Penelitian terbaru menunjukkan bahwa stereotip terdiri dari dua dimensi dasar - kompetensi
dan kehangatan atau keramahan (lihat Tabel 10.2; Fiske, Cuddy, Glick, & Xu, 2002; Fiske, Xu,
Cuddy, & Glick, 1999).
Orang yang termasuk dalam kelompok berstatus tinggi (misalnya Orang kaya, orang
Asia, Yahudi) dipandang sangat kompeten (misalnya, cerdas, agresif, kompetitif), tetapi
dianggap kurang memiliki keramahan (dalam hal kejujuran, hangat, sensitive; Fiske et
al., 2002; Lin, Kwan, Cheung, & Fiske, 2005).

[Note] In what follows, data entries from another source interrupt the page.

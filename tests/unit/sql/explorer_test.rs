// Tests for attributing field references to targets
use crate::unit::common::*;

#[test]
fn test_single_target_takes_unqualified_fields() {
    let query = query("select field2, field1 from TargetA where field1 > 10");

    assert_eq!(
        fields_of(&query, FieldScope::Target("TargetA")),
        strings(&["field1", "field2"])
    );
    assert_eq!(fields_of(&query, FieldScope::All), strings(&["field1", "field2"]));
    assert!(fields_of(&query, FieldScope::Unknown).is_empty());
}

#[test]
fn test_alias_resolves_to_its_target() {
    let query = query("select o.amount, o.user from Orders as o where o.amount > 100");

    assert_eq!(
        fields_of(&query, FieldScope::Target("Orders")),
        strings(&["amount", "user"])
    );
    assert!(query.field_map().unwrap().target("o").is_none());
}

#[test]
fn test_target_name_as_qualifier() {
    let query = query("select Orders.amount from Orders");
    assert_eq!(
        fields_of(&query, FieldScope::Target("Orders")),
        strings(&["amount"])
    );
}

#[test]
fn test_alias_colliding_with_target_is_client_error() {
    for expression in [
        "select x from TargetA as TargetA",
        "select a.x from A as B, B",
        "select x from A as B, B as C",
    ] {
        let query = query(expression);
        let err = query.field_map().unwrap_err();
        assert!(
            matches!(err, QueryError::Client { .. }),
            "expected a client error for '{}', got {:?}",
            expression,
            err
        );
        assert!(err.message().starts_with("Invalid alias"));
    }
}

#[test]
fn test_collision_message_names_the_alias() {
    let err = query("select x from A as B, B").field_map().unwrap_err();
    assert_eq!(err.message(), "Invalid alias 'B', same with target name");
}

#[test]
fn test_two_targets_defer_unqualified_fields() {
    let query = query("select a.x, y from A as a, B");

    assert_eq!(fields_of(&query, FieldScope::Target("A")), strings(&["x"]));
    assert!(fields_of(&query, FieldScope::Target("B")).is_empty());
    assert_eq!(fields_of(&query, FieldScope::All), strings(&["x", "y"]));
    assert_eq!(fields_of(&query, FieldScope::Unknown), strings(&["y"]));
}

#[test]
fn test_filter_fields_belong_to_the_filtered_target() {
    let query = query("select a.x from A(p > 1) as a, B(q = 2)");

    assert_eq!(fields_of(&query, FieldScope::Target("A")), strings(&["p", "x"]));
    assert_eq!(fields_of(&query, FieldScope::Target("B")), strings(&["q"]));
    assert!(fields_of(&query, FieldScope::Unknown).is_empty());
}

#[test]
fn test_output_aliases_are_not_fields() {
    let query = query("select count(*) as cnt, sum(size) as total from access_log group by path order by cnt desc");

    assert_eq!(
        fields_of(&query, FieldScope::Target("access_log")),
        strings(&["path", "size"])
    );
}

#[test]
fn test_nested_and_container_fields() {
    let query = query("select user.name.first, tags.$0, data.1 from Events");

    assert_eq!(
        fields_of(&query, FieldScope::Target("Events")),
        strings(&["data.1", "tags.$0", "user.name.first"])
    );
}

#[test]
fn test_method_invocations_are_not_part_of_fields() {
    let query = query("select path.substr(0, 2), name.length() from A where e.msg.toLowerCase() = 'x'");

    assert_eq!(
        fields_of(&query, FieldScope::Target("A")),
        strings(&["e.msg", "name", "path"])
    );
}

#[test]
fn test_function_arguments_and_view_parameters() {
    let query = query(
        "select max(price), avg(qty * 2) from Trades.win:length(size) where sym = 'x' having count(*) > lim",
    );

    assert_eq!(
        fields_of(&query, FieldScope::Target("Trades")),
        strings(&["lim", "price", "qty", "size", "sym"])
    );
}

#[test]
fn test_pattern_tags_are_aliases() {
    let query = query(
        "select a.user, b.amount from pattern [every a=Login -> b=Purchase(amount > 100)]",
    );

    assert_eq!(query.targets().unwrap(), ["Login", "Purchase"]);
    assert_eq!(query.aliases().unwrap(), ["a", "b"]);
    assert_eq!(fields_of(&query, FieldScope::Target("Login")), strings(&["user"]));
    assert_eq!(
        fields_of(&query, FieldScope::Target("Purchase")),
        strings(&["amount"])
    );
    assert_eq!(fields_of(&query, FieldScope::All), strings(&["amount", "user"]));
    assert!(fields_of(&query, FieldScope::Unknown).is_empty());
}

#[test]
fn test_derived_stream_fields_are_not_recorded() {
    let query = query("select a.x from (select y from B) as a");

    assert_eq!(query.targets().unwrap(), ["B"]);
    assert_eq!(query.aliases().unwrap(), ["a"]);
    assert_eq!(fields_of(&query, FieldScope::Target("B")), strings(&["y"]));
    assert_eq!(fields_of(&query, FieldScope::All), strings(&["y"]));
    assert!(fields_of(&query, FieldScope::Unknown).is_empty());
}

#[test]
fn test_method_stream_alias_is_derived() {
    let query = query("select l.score, e.user from Events as e, METHOD:com.example.Lookup.fetch(e.user) as l");

    assert_eq!(fields_of(&query, FieldScope::Target("Events")), strings(&["user"]));
    assert_eq!(fields_of(&query, FieldScope::All), strings(&["user"]));
}

#[test]
fn test_explore_with_outer_targets() {
    let query = query("select x, Outer.y from A");
    let map = query.explore(&strings(&["Outer"]), &HashMap::new()).unwrap();

    assert_eq!(map.target("A").unwrap(), ["x"]);
    assert_eq!(map.target("Outer").unwrap(), ["y"]);
    assert_eq!(map.target_names().collect::<Vec<_>>(), vec!["A", "Outer"]);
}

#[test]
fn test_alias_override_to_unknown_target_is_client_error() {
    let query = query("select x.f from A");
    let overrides = mapping(&[("x", "Missing")]);

    let err = query.explore(&[], &overrides).unwrap_err();
    assert_eq!(
        err,
        QueryError::client_error("unknown target alias name for: x.f")
    );
}

#[test]
fn test_local_alias_shadows_override() {
    let query = query("select x.f from A as x");
    let overrides = mapping(&[("x", "Missing")]);

    let map = query.explore(&[], &overrides).unwrap();
    assert_eq!(map.target("A").unwrap(), ["f"]);
}

#[test]
fn test_unknown_prefix_is_part_of_the_field_name() {
    let query = query("select nested.key1 from A");
    assert_eq!(
        fields_of(&query, FieldScope::Target("A")),
        strings(&["nested.key1"])
    );
}

#[test]
fn test_field_map_serialization() {
    let query = query("select a.x, y from A as a, B");
    let json = serde_json::to_value(query.field_map().unwrap()).unwrap();
    assert_eq!(
        json,
        serde_json::json!({
            "targets": {"A": ["x"], "B": []},
            "ALL": ["x", "y"],
            "UNKNOWN": ["y"]
        })
    );
}

#[test]
fn test_target_named_like_a_bucket() {
    let query = query("select UNKNOWN.a, b from UNKNOWN");
    let map = query.field_map().unwrap();
    assert_eq!(map.target("UNKNOWN").unwrap(), ["a", "b"]);
    assert!(map.unknown().is_empty());

    let text = serde_json::to_string(map).unwrap();
    assert_eq!(
        text,
        r#"{"targets":{"UNKNOWN":["a","b"]},"ALL":["a","b"],"UNKNOWN":[]}"#
    );
}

Orang yang termasuk dalam kelompok berstatus rendah (mis., Lansia, ibu rumah tangga)
dianggap tidak kompeten tetapi dianggap merupakan golongan yang hangat dan ramah
(Fiske et al., 1999; Fiske et al., 2002).

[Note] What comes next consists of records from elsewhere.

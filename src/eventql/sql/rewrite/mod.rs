/*!
# Identifier Rewriting

Before a query runs, the logical names a client wrote are replaced with the
physical names the runtime manages:

1. **Event type names**: every stream and pattern filter target is looked up in
   the name mapping (logical target name to physical event type name)
2. **Qualified field names**: dotted property paths are split into an optional
   target qualifier and a field body; the qualifier is mapped, the body is escaped
   into a single identifier and trailing method invocations are kept as written

```
use eventql::eventql::sql::parser::EventQueryParser;
use eventql::eventql::sql::rewrite::rewrite_query;
use std::collections::HashMap;

let mut model = EventQueryParser::new()
    .compile("SELECT count(*) AS cnt FROM TestTable.win:time_batch(10 sec) WHERE path = '/' AND size > 100 AND param.length() > 0")
    .unwrap();
let mapping = HashMap::from([("TestTable".to_string(), "T1".to_string())]);
rewrite_query(&mut model, &mapping).unwrap();

assert_eq!(
    model.to_epl(),
    "SELECT count(*) AS cnt FROM T1.win:time_batch(10 sec) WHERE path = '/' AND size > 100 AND param.length() > 0"
);
```

Both passes re-enter every nested subquery with the same mapping.
*/

pub mod traversal;

use crate::eventql::config::AnalysisConfig;
use crate::eventql::sql::ast::node::{AstNode, NodeKind};
use crate::eventql::sql::ast::{SelectStatement, StatementModel};
use crate::eventql::sql::error::{QueryError, QueryResult};
use crate::eventql::sql::field::{escape_name, split_method_chain, split_segments};
use crate::eventql::sql::query::Query;
use std::collections::{BTreeSet, HashMap};
use traversal::{traverse_fields, NodeMut};

/// Rewrite `model` in place with the default analysis limits.
pub fn rewrite_query(
    model: &mut StatementModel,
    mapping: &HashMap<String, String>,
) -> QueryResult<()> {
    QueryRewriter::new(mapping).rewrite(model)
}

/// Rewrites logical identifiers in a compiled statement to physical ones.
pub struct QueryRewriter<'m> {
    mapping: &'m HashMap<String, String>,
    config: AnalysisConfig,
}

impl<'m> QueryRewriter<'m> {
    pub fn new(mapping: &'m HashMap<String, String>) -> Self {
        Self::with_config(mapping, AnalysisConfig::default())
    }

    pub fn with_config(mapping: &'m HashMap<String, String>, config: AnalysisConfig) -> Self {
        Self { mapping, config }
    }

    /// Rewrite event type names, then qualified field names.
    pub fn rewrite(&self, model: &mut StatementModel) -> QueryResult<()> {
        self.rewrite_event_type_names(model)?;
        self.rewrite_field_names(model)?;
        log::debug!("Rewritten statement: {}", model.to_epl());
        Ok(())
    }

    pub fn rewrite_event_type_names(&self, model: &mut StatementModel) -> QueryResult<()> {
        self.rewrite_types_in(model.statement_mut(), 0)
    }

    pub fn rewrite_field_names(&self, model: &mut StatementModel) -> QueryResult<()> {
        self.rewrite_fields_in(model.statement_mut(), &BTreeSet::new(), 0)
    }

    fn check_depth(&self, depth: usize) -> QueryResult<()> {
        if depth > self.config.max_subquery_depth {
            return Err(QueryError::client_error(format!(
                "subquery nesting exceeds the maximum depth of {}",
                self.config.max_subquery_depth
            )));
        }
        Ok(())
    }

    fn rewrite_types_in(&self, statement: &mut SelectStatement, depth: usize) -> QueryResult<()> {
        self.check_depth(depth)?;
        let mapping = self.mapping;
        traverse_fields(
            statement,
            &mut |mut node: NodeMut<'_>| {
                if let Some(name) = node.event_type_name_mut() {
                    let Some(physical) = mapping.get(name.as_str()) else {
                        log::error!("target missing in mapping, maybe BUG: {}", name);
                        return Err(QueryError::internal_error(format!(
                            "target missing in mapping, maybe BUG: {}",
                            name
                        )));
                    };
                    *name = physical.clone();
                }
                Ok(())
            },
            &mut |subquery: &mut SelectStatement| self.rewrite_types_in(subquery, depth + 1),
        )
    }

    /// `enclosing` carries the qualifiers visible from enclosing scopes, so that
    /// correlated references inside a subquery keep their qualifier.
    /// The default target for unqualified fields is the single target of the
    /// current scope, not of the whole statement.
    fn rewrite_fields_in(
        &self,
        statement: &mut SelectStatement,
        enclosing: &BTreeSet<String>,
        depth: usize,
    ) -> QueryResult<()> {
        self.check_depth(depth)?;

        let query = Query::builder("field name rewrite", statement.to_string())
            .config(self.config.clone())
            .build()?;
        let mut prefixes = enclosing.clone();
        prefixes.extend(query.targets()?.iter().cloned());
        prefixes.extend(query.aliases()?.iter().cloned());

        let scope_targets: BTreeSet<&str> = AstNode::Statement(query.ast()?)
            .collect_in_scope(NodeKind::Stream)
            .into_iter()
            .filter_map(|node| match node {
                AstNode::Stream(stream) => Some(stream.targets()),
                _ => None,
            })
            .flatten()
            .collect();
        let default_target = if scope_targets.len() == 1 {
            scope_targets.into_iter().next()
        } else {
            None
        };

        let mapping = self.mapping;
        traverse_fields(
            statement,
            &mut |mut node: NodeMut<'_>| {
                if let Some(name) = node.property_name_mut() {
                    if let Some(rewritten) =
                        rewrite_field_path(name, &prefixes, mapping, default_target)?
                    {
                        *name = rewritten;
                    }
                }
                Ok(())
            },
            &mut |subquery: &mut SelectStatement| {
                self.rewrite_fields_in(subquery, &prefixes, depth + 1)
            },
        )
    }
}

/// Rewrite one dotted property name; `None` when it stays unchanged.
fn rewrite_field_path(
    name: &str,
    prefixes: &BTreeSet<String>,
    mapping: &HashMap<String, String>,
    default_target: Option<&str>,
) -> QueryResult<Option<String>> {
    if !name.contains('.') {
        return Ok(None);
    }

    let segments = split_segments(name);
    let first = segments[0];
    let (prefix, body) = if prefixes.contains(first) || mapping.contains_key(first) {
        let prefix = mapping
            .get(first)
            .cloned()
            .unwrap_or_else(|| first.to_string());
        (Some(prefix), segments[1..].join("."))
    } else if default_target.is_some() {
        (None, name.to_string())
    } else {
        return Err(QueryError::query_error(format!(
            "target cannot be determined for field '{}'",
            name
        )));
    };

    let (body, methods) = split_method_chain(&body);
    let mut parts = Vec::new();
    parts.extend(prefix);
    if !body.is_empty() {
        parts.push(escape_name(&body));
    }
    parts.extend(methods);
    Ok(Some(parts.join(".")))
}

Orang yang termasuk dalam kelompok berstatus sangat rendah (mis., Orang miskin, tuna
wisma) dipandang memiliki kompetensi rendah dan memilki keramahan dan kehangatan
yang juga rendah rendah (Fiske et al., 2002).
Dimensi stereotipe
Meskipun stereotip positif mungkin tampak tidak berbahaya, mereka dapat memiliki efek
yang merugikan. Peneliti Peter Glick dan Susan Fiske mengembangkan teori seksisme yang
membedakan antara berbagai jenis sikap yang bisa dimiliki orang tentang wanita (lihat Tabel
10.3; Glick & Fiske, 1996, 2001). Seksisme yang bermusuhan, yang menggambarkan perasaan
permusuhan terhadap perempuan berdasarkan ancaman mereka terhadap kekuatan laki-laki,
adalah apa yang biasanya kita anggap sebagai prasangka terhadap perempuan. Orang-orang yang
tinggi dalam seksisme yang bermusuhan memiliki sikap negatif terhadap perempuan, seperti
percaya bahwa perempuan secara inheren kurang cerdas daripada laki-laki. Di sisi lain, seksisme
yang bijak menggambarkan pandangan yang positif, tetapi merendahkan, tentang perempuan.
Orang-orang yang menyukai seksisme yang baik nampaknya memiliki sikap positif terhadap
perempuan, seperti percaya bahwa perempuan membutuhkan perlindungan dan pendengar yang
lebih baik. Meskipun pria cenderung lebih tinggi pada seksisme yang bermusuhan daripada
wanita, pria dan wanita umumnya mendukung seksisme yang lebih bijak (Glick et al., 2000).